Problem details:
Quote the listing below word for word, stopping after the line that contains "key: the caller".

Available records:

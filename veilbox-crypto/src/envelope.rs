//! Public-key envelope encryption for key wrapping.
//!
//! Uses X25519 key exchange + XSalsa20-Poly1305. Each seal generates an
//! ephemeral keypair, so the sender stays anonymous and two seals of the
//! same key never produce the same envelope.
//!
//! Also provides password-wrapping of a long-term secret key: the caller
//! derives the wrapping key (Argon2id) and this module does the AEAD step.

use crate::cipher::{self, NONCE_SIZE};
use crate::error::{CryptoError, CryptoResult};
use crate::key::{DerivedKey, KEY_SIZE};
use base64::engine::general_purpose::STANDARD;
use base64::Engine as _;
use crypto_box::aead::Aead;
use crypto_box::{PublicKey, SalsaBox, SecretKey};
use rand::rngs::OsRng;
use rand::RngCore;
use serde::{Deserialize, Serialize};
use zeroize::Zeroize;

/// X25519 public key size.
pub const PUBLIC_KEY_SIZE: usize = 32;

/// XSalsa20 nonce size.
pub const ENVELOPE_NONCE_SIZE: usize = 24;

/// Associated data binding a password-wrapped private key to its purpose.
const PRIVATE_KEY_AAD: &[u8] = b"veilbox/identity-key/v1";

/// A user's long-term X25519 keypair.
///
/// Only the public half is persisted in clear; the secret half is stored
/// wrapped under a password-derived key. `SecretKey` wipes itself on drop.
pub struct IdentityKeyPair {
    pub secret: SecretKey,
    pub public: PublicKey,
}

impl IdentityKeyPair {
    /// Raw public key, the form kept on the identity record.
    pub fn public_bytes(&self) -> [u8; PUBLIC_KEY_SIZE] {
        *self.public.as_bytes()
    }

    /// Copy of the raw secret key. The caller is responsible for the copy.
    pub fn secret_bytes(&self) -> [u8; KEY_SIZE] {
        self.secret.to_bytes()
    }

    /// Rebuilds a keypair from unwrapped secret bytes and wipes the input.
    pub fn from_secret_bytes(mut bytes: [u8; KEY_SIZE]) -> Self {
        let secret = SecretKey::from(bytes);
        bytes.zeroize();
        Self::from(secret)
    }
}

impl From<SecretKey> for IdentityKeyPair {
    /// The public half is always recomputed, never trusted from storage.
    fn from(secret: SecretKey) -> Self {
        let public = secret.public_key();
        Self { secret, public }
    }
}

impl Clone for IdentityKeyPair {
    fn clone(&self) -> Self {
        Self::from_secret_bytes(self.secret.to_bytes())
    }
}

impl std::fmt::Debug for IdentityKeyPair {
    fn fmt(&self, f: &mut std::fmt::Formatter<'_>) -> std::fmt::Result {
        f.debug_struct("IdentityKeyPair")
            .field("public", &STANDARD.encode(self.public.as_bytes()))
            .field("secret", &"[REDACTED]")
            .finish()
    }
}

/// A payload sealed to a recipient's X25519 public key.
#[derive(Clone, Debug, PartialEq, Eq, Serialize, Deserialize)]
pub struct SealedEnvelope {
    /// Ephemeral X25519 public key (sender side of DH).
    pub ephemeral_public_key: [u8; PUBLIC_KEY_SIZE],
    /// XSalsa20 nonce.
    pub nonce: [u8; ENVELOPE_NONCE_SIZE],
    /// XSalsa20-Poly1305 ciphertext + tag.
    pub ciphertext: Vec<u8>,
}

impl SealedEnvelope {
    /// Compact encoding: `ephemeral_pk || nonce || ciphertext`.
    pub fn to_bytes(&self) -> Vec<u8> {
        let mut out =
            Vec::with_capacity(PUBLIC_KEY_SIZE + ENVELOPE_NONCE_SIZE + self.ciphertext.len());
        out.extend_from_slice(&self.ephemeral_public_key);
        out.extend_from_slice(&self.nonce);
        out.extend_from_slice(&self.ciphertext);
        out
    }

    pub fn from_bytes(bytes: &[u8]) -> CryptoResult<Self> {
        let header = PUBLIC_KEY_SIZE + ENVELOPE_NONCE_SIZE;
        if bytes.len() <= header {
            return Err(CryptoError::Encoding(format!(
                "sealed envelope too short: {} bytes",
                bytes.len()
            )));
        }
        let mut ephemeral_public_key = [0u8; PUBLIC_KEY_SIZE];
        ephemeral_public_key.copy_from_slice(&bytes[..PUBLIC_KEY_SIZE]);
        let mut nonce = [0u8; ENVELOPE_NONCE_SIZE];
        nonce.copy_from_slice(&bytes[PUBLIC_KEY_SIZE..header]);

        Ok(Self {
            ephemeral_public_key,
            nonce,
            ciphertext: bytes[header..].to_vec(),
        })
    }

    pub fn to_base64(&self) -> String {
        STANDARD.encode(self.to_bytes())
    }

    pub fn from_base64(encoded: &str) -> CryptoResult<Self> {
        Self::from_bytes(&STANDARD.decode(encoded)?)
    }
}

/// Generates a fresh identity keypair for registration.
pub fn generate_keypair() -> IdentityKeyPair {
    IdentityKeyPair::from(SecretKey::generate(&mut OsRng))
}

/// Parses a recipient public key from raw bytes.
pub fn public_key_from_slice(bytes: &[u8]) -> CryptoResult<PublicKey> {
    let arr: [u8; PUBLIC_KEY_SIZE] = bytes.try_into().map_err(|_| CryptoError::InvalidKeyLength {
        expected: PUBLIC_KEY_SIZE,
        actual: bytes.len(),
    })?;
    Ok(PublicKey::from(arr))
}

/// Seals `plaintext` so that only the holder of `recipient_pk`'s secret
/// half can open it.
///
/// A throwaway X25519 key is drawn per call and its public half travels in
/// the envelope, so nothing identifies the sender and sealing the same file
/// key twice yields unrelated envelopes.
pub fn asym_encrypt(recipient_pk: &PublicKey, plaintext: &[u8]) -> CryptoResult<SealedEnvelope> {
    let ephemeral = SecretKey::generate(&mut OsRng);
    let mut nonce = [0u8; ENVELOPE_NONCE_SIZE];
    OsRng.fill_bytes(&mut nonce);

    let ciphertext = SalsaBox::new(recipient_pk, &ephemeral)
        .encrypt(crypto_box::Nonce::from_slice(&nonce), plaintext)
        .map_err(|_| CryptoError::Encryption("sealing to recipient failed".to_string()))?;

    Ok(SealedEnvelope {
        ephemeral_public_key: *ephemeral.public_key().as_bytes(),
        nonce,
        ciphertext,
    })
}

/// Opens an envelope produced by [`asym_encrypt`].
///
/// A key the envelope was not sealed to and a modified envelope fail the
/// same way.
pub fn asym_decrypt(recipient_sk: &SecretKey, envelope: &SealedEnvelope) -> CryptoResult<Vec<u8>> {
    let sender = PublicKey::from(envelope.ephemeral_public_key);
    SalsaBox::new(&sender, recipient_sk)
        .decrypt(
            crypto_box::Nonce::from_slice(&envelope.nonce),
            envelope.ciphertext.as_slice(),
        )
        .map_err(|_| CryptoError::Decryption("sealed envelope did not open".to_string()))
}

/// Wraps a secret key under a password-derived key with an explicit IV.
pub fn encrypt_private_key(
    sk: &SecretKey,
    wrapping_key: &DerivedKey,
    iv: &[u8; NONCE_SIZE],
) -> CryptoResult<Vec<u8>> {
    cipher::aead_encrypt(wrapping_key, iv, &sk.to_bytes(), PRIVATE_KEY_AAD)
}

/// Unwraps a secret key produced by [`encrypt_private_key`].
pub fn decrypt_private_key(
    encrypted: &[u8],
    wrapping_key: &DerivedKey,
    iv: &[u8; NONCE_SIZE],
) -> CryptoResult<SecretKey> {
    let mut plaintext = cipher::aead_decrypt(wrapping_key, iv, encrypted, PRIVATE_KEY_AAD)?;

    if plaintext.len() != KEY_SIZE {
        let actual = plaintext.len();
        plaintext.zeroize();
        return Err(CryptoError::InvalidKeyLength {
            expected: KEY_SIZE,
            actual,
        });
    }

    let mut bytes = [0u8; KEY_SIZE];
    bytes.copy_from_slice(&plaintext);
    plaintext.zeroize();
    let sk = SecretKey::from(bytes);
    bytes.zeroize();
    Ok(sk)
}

Expected answer:
filename veilbox-crypto/src/envelope.rs
//! Public-key envelope encryption for key wrapping.
//!
//! Uses X25519 key exchange + XSalsa20-Poly1305. Each seal generates an
//! ephemeral keypair, so the sender stays anonymous and two seals of the
//! same key never produce the same envelope.
//!
//! Also provides password-wrapping of a long-term secret key: the caller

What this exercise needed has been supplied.